Let our hidden state be a 2-dimensional vector. Initial encoder state:
$$h_0 = \begin{bmatrix} 0 \ 0 \end{bmatrix}$$
Word vectors (also 2D):
$$x_{\text{chai}} = \begin{bmatrix} 1.0 \ 0.0 \end{bmatrix}, \quad x_{\text{piyo}} = \begin{bmatrix} 0.0 \ 1.0 \end{bmatrix}$$
Encoder weight matrices:
$$W_h = \begin{bmatrix} 0.5 & 0.1 \ 0.2 & 0.5 \end{bmatrix}, \quad W_x = \begin{bmatrix} 0.8 & 0.2 \ 0.1 & 0.9 \end{bmatrix}$$
Encoder Step 1 (input: “Chai”)
Compute the linear combination. Since h_0 is zero, the W_h h_0 term
drops out:
$$z_1 = W_x , x_{\text{chai}} = \begin{bmatrix} 0.8 & 0.2 \ 0.1 & 0.9 \end{bmatrix} \begin{bmatrix} 1.0 \ 0.0 \end{bmatrix} = \begin{bmatrix} 0.8 \ 0.1 \end{bmatrix}$$
Apply tanh:
$$h_1 = \tanh!\begin{bmatrix} 0.8 \ 0.1 \end{bmatrix} \approx \begin{bmatrix} 0.66 \ 0.10 \end{bmatrix}$$
Encoder Step 2 (input: “Piyo”)
$$W_h , h_1 = \begin{bmatrix} 0.5 & 0.1 \ 0.2 & 0.5 \end{bmatrix} \begin{bmatrix} 0.66 \ 0.10 \end{bmatrix} = \begin{bmatrix} 0.5{\times}0.66 + 0.1{\times}0.10 \ 0.2{\times}0.66 + 0.5{\times}0.10 \end{bmatrix} = \begin{bmatrix} 0.34 \ 0.182 \end{bmatrix}$$
$$W_x , x_{\text{piyo}} = \begin{bmatrix} 0.8 & 0.2 \ 0.1 & 0.9 \end{bmatrix} \begin{bmatrix} 0.0 \ 1.0 \end{bmatrix} = \begin{bmatrix} 0.2 \ 0.9 \end{bmatrix}$$
Add them:
$$z_2 = \begin{bmatrix} 0.34 \ 0.182 \end{bmatrix} + \begin{bmatrix} 0.2 \ 0.9 \end{bmatrix} = \begin{bmatrix} 0.54 \ 1.082 \end{bmatrix}$$
Apply tanh:
$$h_2 = \tanh!\begin{bmatrix} 0.54 \ 1.082 \end{bmatrix} \approx \begin{bmatrix} 0.49 \ 0.79 \end{bmatrix}$$
The context vector
The encoder has finished reading.

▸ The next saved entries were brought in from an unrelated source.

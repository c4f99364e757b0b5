/*!
 * Error types for the ocity video pipeline.
 *
 * Upstream collaborators (narration, translation, image fetching) report
 * `ProviderError`; the pipeline itself reports `PipelineError`, whose kind
 * decides how a caller surfaces it (4xx for caller mistakes, 5xx otherwise).
 */

use std::fmt;
use std::path::PathBuf;

use thiserror::Error;

/// Errors that can occur when talking to an upstream HTTP provider
#[derive(Error, Debug)]
pub enum ProviderError {
    /// Error when making an API request fails
    #[error("API request failed: {0}")]
    RequestFailed(String),

    /// Error when parsing an API response fails
    #[error("Failed to parse API response: {0}")]
    ParseError(String),

    /// Error returned by the API itself
    #[error("API responded with error: {status_code} - {message}")]
    ApiError {
        /// HTTP status code
        status_code: u16,
        /// Error message from the API
        message: String,
    },

    /// Error establishing or maintaining a connection
    #[error("Connection error: {0}")]
    ConnectionError(String),

    /// The provider answered successfully but with nothing usable
    #[error("Empty response: {0}")]
    EmptyResponse(String),
}

impl From<reqwest::Error> for ProviderError {
    fn from(error: reqwest::Error) -> Self {
        if let Some(status) = error.status() {
            Self::ApiError {
                status_code: status.as_u16(),
                message: error.to_string(),
            }
        } else if error.is_connect() || error.is_timeout() {
            Self::ConnectionError(error.to_string())
        } else if error.is_decode() {
            Self::ParseError(error.to_string())
        } else {
            Self::RequestFailed(error.to_string())
        }
    }
}

/// Errors from running the external transcoder
#[derive(Error, Debug)]
pub enum TranscodeError {
    /// The executable could not be started
    #[error("Failed to execute {program}: {source}")]
    Spawn {
        /// Executable name
        program: String,
        /// Underlying I/O error
        #[source]
        source: std::io::Error,
    },

    /// The process did not finish in time and was killed
    #[error("{program} timed out after {secs} seconds")]
    Timeout {
        /// Executable name
        program: String,
        /// Timeout that elapsed
        secs: u64,
    },

    /// The process exited with a failure status
    #[error("{program} failed: {stderr}")]
    Failed {
        /// Executable name
        program: String,
        /// Filtered stderr output
        stderr: String,
    },

    /// Probe output could not be interpreted
    #[error("Unreadable probe output: {0}")]
    Probe(String),
}

/// Coarse classification of a pipeline failure
#[derive(Debug, Clone, Copy, PartialEq, Eq)]
pub enum ErrorKind {
    /// Caller error, never retried
    InvalidInput,
    /// Upstream provider failed and no fallback applied
    UpstreamFailure,
    /// A single segment could not be encoded
    RenderFailure,
    /// Concatenation or muxing failed
    AssemblyFailure,
}

/// Errors that abort a pipeline run
#[derive(Error, Debug)]
pub enum PipelineError {
    /// Missing text, malformed record, empty batch, or a broken precondition
    #[error("Invalid input: {0}")]
    InvalidInput(String),

    /// An upstream provider failed where no fallback exists
    #[error("Upstream failure ({context}): {source}")]
    UpstreamFailure {
        /// What the pipeline was doing when the provider failed
        context: String,
        /// The provider error
        #[source]
        source: ProviderError,
    },

    /// Encoding of one segment failed
    #[error("Render failure for unit {unit_index}: {reason}")]
    RenderFailure {
        /// Index of the text unit that failed to render
        unit_index: usize,
        /// Filtered transcoder output or I/O error
        reason: String,
    },

    /// Concatenation or muxing failed
    #[error("Assembly failure: {0}")]
    AssemblyFailure(String),

    /// Local file system error on the temp directory
    #[error("I/O error: {0}")]
    Io(#[from] std::io::Error),
}

impl PipelineError {
    /// Build an upstream failure with context
    pub fn upstream(context: impl Into<String>, source: ProviderError) -> Self {
        Self::UpstreamFailure {
            context: context.into(),
            source,
        }
    }

    /// Classify the error
    pub fn kind(&self) -> ErrorKind {
        match self {
            Self::InvalidInput(_) => ErrorKind::InvalidInput,
            Self::UpstreamFailure { .. } => ErrorKind::UpstreamFailure,
            Self::RenderFailure { .. } => ErrorKind::RenderFailure,
            Self::AssemblyFailure(_) | Self::Io(_) => ErrorKind::AssemblyFailure,
        }
    }

    /// HTTP-style status code for the error: 400 for caller errors, 500 for the rest
    pub fn status_code(&self) -> u16 {
        match self.kind() {
            ErrorKind::InvalidInput => 400,
            _ => 500,
        }
    }
}

/// A temporary artifact that could not be removed.
///
/// Cleanup failures are logged and never escalated, so this is not an error
/// variant of `PipelineError`.
#[derive(Debug)]
pub struct CleanupFailure {
    /// Artifact that was left behind
    pub path: PathBuf,
    /// Underlying I/O error
    pub error: std::io::Error,
}

impl fmt::Display for CleanupFailure {
    fn fmt(&self, f: &mut fmt::Formatter<'_>) -> fmt::Result {
        write!(f, "failed to delete {}: {}", self.path.display(), self.error)
    }
}
/*!
 * Media side of the pipeline.
 *
 * - `ffmpeg`: the transcoder seam and its ffmpeg/ffprobe implementation
 * - `manifest`: concat demuxer manifests
 * - `assets`: avatar and background download with fallbacks
 * - `still`: still-frame composition for the still strategy
 * - `renderer`: one text unit to one timed segment
 * - `assembler`: segments plus narration to the final artifact
 */

use std::path::PathBuf;

pub mod assembler;
pub mod assets;
pub mod ffmpeg;
pub mod manifest;
pub mod renderer;
pub mod still;

pub use assembler::MediaAssembler;
pub use assets::{Background, ResolvedAssets};
pub use ffmpeg::{FfmpegTranscoder, Transcoder};
pub use manifest::ConcatManifest;
pub use renderer::SegmentRenderer;

// @const: MIME type of every final artifact
pub const VIDEO_MIME_TYPE: &str = "video/mp4";

/// What a segment file contains
#[derive(Debug, Clone, Copy, PartialEq, Eq)]
pub enum SegmentKind {
    /// Encoded clip already trimmed to its duration
    Clip,
    /// Single PNG frame held for its duration during assembly
    Still,
}

/// One rendered text unit
#[derive(Debug, Clone, PartialEq)]
pub struct Segment {
    // @field: Index of the text unit
    pub index: usize,

    // @field: Rendered file inside the run scope
    pub path: PathBuf,

    // @field: Display time in seconds
    pub duration_secs: f64,

    // @field: Clip or still
    pub kind: SegmentKind,
}

/// Narration audio written to disk and its measured length
#[derive(Debug, Clone, PartialEq)]
pub struct NarrationAsset {
    // @field: Audio file inside the run scope
    pub path: PathBuf,

    // @field: Measured duration, the ground truth for the time budget
    pub duration_secs: f64,
}

/// The finished video, the only output that outlives a run
#[derive(Debug, Clone)]
pub struct FinalArtifact {
    // @field: Encoded MP4
    pub bytes: bytes::Bytes,

    // @field: Always `video/mp4`
    pub mime_type: String,

    // @field: Number of text units (or videos, for a batch)
    pub unit_count: usize,

    // @field: Playback duration in seconds
    pub duration_secs: f64,
}

/// Avatar pose for a unit: `index mod pose_count`
pub fn pose_for_unit(index: usize, pose_count: usize) -> Option<usize> {
    if pose_count == 0 {
        None
    } else {
        Some(index % pose_count)
    }
}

Our context vector C is h_2:
$$C = \begin{bmatrix} 0.49 \ 0.79 \end{bmatrix}$$
All knowledge of the Hindi sentence is now packed into these two numbers. That’s the bottleneck we’ll talk about in Section 8.
Decoder initialisation
We pass this context vector to the decoder. The decoder’s initial
state s_0 becomes C: [0.49, 0.79].
From here, the decoder uses s_0 and the <SOS> token to compute
s_1, multiplies s_1 by an output vocabulary matrix W_out, and
runs softmax to generate probabilities for the English dictionary —
hopefully giving the highest probability to the word “Drink”.
Done. That’s a full forward pass of a seq2seq model, calculated by hand. Every LSTM seq2seq model in 2014 was doing exactly this, just with bigger numbers.